Santoro, no entanto, acredita que uma coalisão instável e sujeita a
pressões externas deve se formar. Mas em um novo pleito, diz, as
correntes mais afastadas do centro ganhariam espaço, embora seja
improvável a formação de um governo contra austeridade entre extrema
direita, esquerda e centro-esquerda. “Nunca houve uma coalisão assim,
pois mesmo que as visões econômicas sejam semelhantes, há uma diferença
grande em outros valores destes partidos.”
A retórica da renegociação do resgate econômico grego proposta pelo
Syriza, entre outros partidos menores, vai de encontro às pressões de
diversas autoridades europeias, segundo as quais a austeridade é
necessária. Não há espaço para uma visão distinta. “Deve ficar claro
para a Grécia que não há alternativa ao programa de consolidação
acordado, caso queira continuar a ser membro da Eurozona”, alertou Jörg
Asmussen, membro da diretoria do Banco Central Europeu no início da
semana.
Mas os analistas ouvidos por CartaCapital acreditam que a
possibilidade da saída do euro ainda não está posta, embora o cenário
possa mudar rapidamente. O fator chave para a manutenção da moeda única
na Grécia, apontam, seria o resultado de um acordo entre França, que tem
em seu novo presidente, François Hollande, um defensor de estímulos ao
crescimento, e a Alemanha de Angela Merkel, pró-austeridade.
“Há uma mudança de visão, temos a ascenção do Hollande na França e
talvez a UE vai reconsiderar a forma de enfrentar os problemas.
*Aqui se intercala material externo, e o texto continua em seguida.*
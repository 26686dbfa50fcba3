//! Sizing and display defaults.
//!
//! None of the structures need configuration to be correct; these values only
//! pre-size storage and choose how many rows a ranking view shows.

/// Rows shown by ranking views when the caller does not ask for a count
pub const DEFAULT_TOP_N: usize = 10;

/// A full grid plus reserves
pub const DEFAULT_ROSTER_CAPACITY: usize = 24;

/// Tuning for a ranking session.
///
/// ## Example
///
/// ```
/// use fantasy_ranking::config::RankingConfig;
///
/// let config = RankingConfig::default().with_top_n(3);
/// assert_eq!(config.top_n, 3);
/// assert_eq!(config.roster_capacity, 24);
/// ```
#[derive(Debug, Clone, Copy, PartialEq, Eq)]
pub struct RankingConfig {
    /// Pre-allocated competitor slots (roster and ranking tree)
    pub roster_capacity: usize,

    /// Pre-allocated leaderboard slots
    pub leaderboard_capacity: usize,

    /// Rows shown by top-n views
    pub top_n: usize,
}

impl Default for RankingConfig {
    fn default() -> Self {
        Self {
            roster_capacity: DEFAULT_ROSTER_CAPACITY,
            leaderboard_capacity: 0,
            top_n: DEFAULT_TOP_N,
        }
    }
}

impl RankingConfig {
    pub fn with_roster_capacity(mut self, capacity: usize) -> Self {
        self.roster_capacity = capacity;
        self
    }

    pub fn with_leaderboard_capacity(mut self, capacity: usize) -> Self {
        self.leaderboard_capacity = capacity;
        self
    }

    pub fn with_top_n(mut self, top_n: usize) -> Self {
        self.top_n = top_n;
        self
    }
}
Além
disso, os três partidos que ganharam as eleições e parte de legendas
menores são a favor do euro”, comenta a professora da FGV.
Santoro também destaca o posicionamento fraco-alemão como fundamental
para a Grécia, mas aventa a possibilidade de uma nova moratória do
país. “A saída do euro ainda não chegou à mesa.”
Mas a demora para a definição do novo governo também pode forçar a
Grécia a deixar o euro, diz Enno. “É possível que a Grécia siga o
exemplo da Bélgica, que ficou mais de um ano sem um líder eleito, mas
isso seria péssimo. Neste cenário, o país estaria em falência, uma vez
que depende de empréstimos, e teria que sair da moeda única. Isso
significa que a Zona do Euro enfrentaria um temor de contágio, pois o
que impediria a Itália ou outros países de fazer o mesmo?.”